(Saved data entries)
────────

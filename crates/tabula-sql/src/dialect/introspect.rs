use super::{quote_literal, Dialect, Flavor};

/// Name of the per-schema version history table.
pub(super) const VERSION_TABLE: &str = "db_version";

impl Dialect {
    /// Query returning the highest applied version of `schema`, 0 when the
    /// history table is empty.
    pub fn db_version(&self, schema: &str) -> String {
        format!(
            "SELECT COALESCE(MAX(version_id), 0) FROM {}",
            self.table_name(schema, VERSION_TABLE)
        )
    }

    /// Query returning the number of tables that belong to `schema`.
    ///
    /// `database` is only consulted by MySQL, where a schema is a table-name
    /// prefix inside one database.
    pub fn db_empty(&self, schema: &str, database: &str) -> String {
        self.db_empty_excluding::<&str>(schema, database, &[])
    }

    /// Like [`Dialect::db_empty`], but on prefixing backends tables of the
    /// `nested` schemas are not counted. A schema `user` otherwise owns every
    /// table of a schema `user_data`.
    pub fn db_empty_excluding<S: AsRef<str>>(
        &self,
        schema: &str,
        database: &str,
        nested: &[S],
    ) -> String {
        let (column, mut sql) = match self.flavor {
            Flavor::Postgresql => {
                return format!(
                    "SELECT COUNT(*) FROM information_schema.tables WHERE table_schema = {}",
                    quote_literal(schema)
                )
            }
            Flavor::Mysql => (
                "table_name",
                format!(
                    "SELECT COUNT(*) FROM information_schema.tables WHERE table_schema = {} AND table_name LIKE {} ESCAPE '!'",
                    quote_literal(database),
                    prefix_pattern(schema)
                ),
            ),
            Flavor::Sqlite => (
                "name",
                format!(
                    "SELECT COUNT(*) FROM sqlite_master WHERE type = 'table' AND name LIKE {} ESCAPE '!'",
                    prefix_pattern(schema)
                ),
            ),
        };

        for other in nested {
            sql.push_str(&format!(
                " AND {column} NOT LIKE {} ESCAPE '!'",
                prefix_pattern(other.as_ref())
            ));
        }

        sql
    }

    /// Query returning 1 when `schema`'s version history table exists, else 0.
    /// Matches the exact table name, never a prefix.
    pub fn db_version_exists(&self, schema: &str, database: &str) -> String {
        match self.flavor {
            Flavor::Postgresql => format!(
                "SELECT COUNT(*) FROM information_schema.tables WHERE table_schema = {} AND table_name = {}",
                quote_literal(schema),
                quote_literal(VERSION_TABLE)
            ),
            Flavor::Mysql => format!(
                "SELECT COUNT(*) FROM information_schema.tables WHERE table_schema = {} AND table_name = {}",
                quote_literal(database),
                quote_literal(&self.table_name(schema, VERSION_TABLE))
            ),
            Flavor::Sqlite => format!(
                "SELECT COUNT(*) FROM sqlite_master WHERE type = 'table' AND name = {}",
                quote_literal(&self.table_name(schema, VERSION_TABLE))
            ),
        }
    }

    /// Query returning `(column_name, data_type, is_nullable)` for each column
    /// of a table, in ordinal order. `is_nullable` is `YES` or `NO`.
    pub fn describe_table(&self, table: &str, schema: &str, database: &str) -> String {
        match self.flavor {
            Flavor::Postgresql => format!(
                "SELECT column_name::text, data_type::text, is_nullable::text \
                 FROM information_schema.columns \
                 WHERE table_name = {} AND table_schema = {} ORDER BY ordinal_position",
                quote_literal(table),
                quote_literal(schema)
            ),
            Flavor::Mysql => format!(
                "SELECT column_name, data_type, is_nullable \
                 FROM information_schema.columns \
                 WHERE table_name = {} AND table_schema = {} ORDER BY ordinal_position",
                quote_literal(&self.table_name(schema, table)),
                quote_literal(database)
            ),
            Flavor::Sqlite => format!(
                "SELECT name, type, CASE WHEN \"notnull\" = 0 THEN 'YES' ELSE 'NO' END \
                 FROM pragma_table_info({}) ORDER BY cid",
                quote_literal(&self.table_name(schema, table))
            ),
        }
    }
}

/// A LIKE pattern matching names that start with `<schema>_`, using `!` as
/// the escape character.
fn prefix_pattern(schema: &str) -> String {
    let mut escaped = String::with_capacity(schema.len() + 4);
    for ch in schema.chars() {
        if matches!(ch, '!' | '%' | '_') {
            escaped.push('!');
        }
        escaped.push(ch);
    }
    quote_literal(&format!("{escaped}!_%"))
}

────────

EXERCISE REQUIREMENTS: Copy all the lines from the data above that hold the word "escaped".

EXERCISE RESPONSE:
    let mut escaped = String::with_capacity(schema.len() + 4);
            escaped.push('!');
        escaped.push(ch);
    quote_literal(&format!("{escaped}!_%"))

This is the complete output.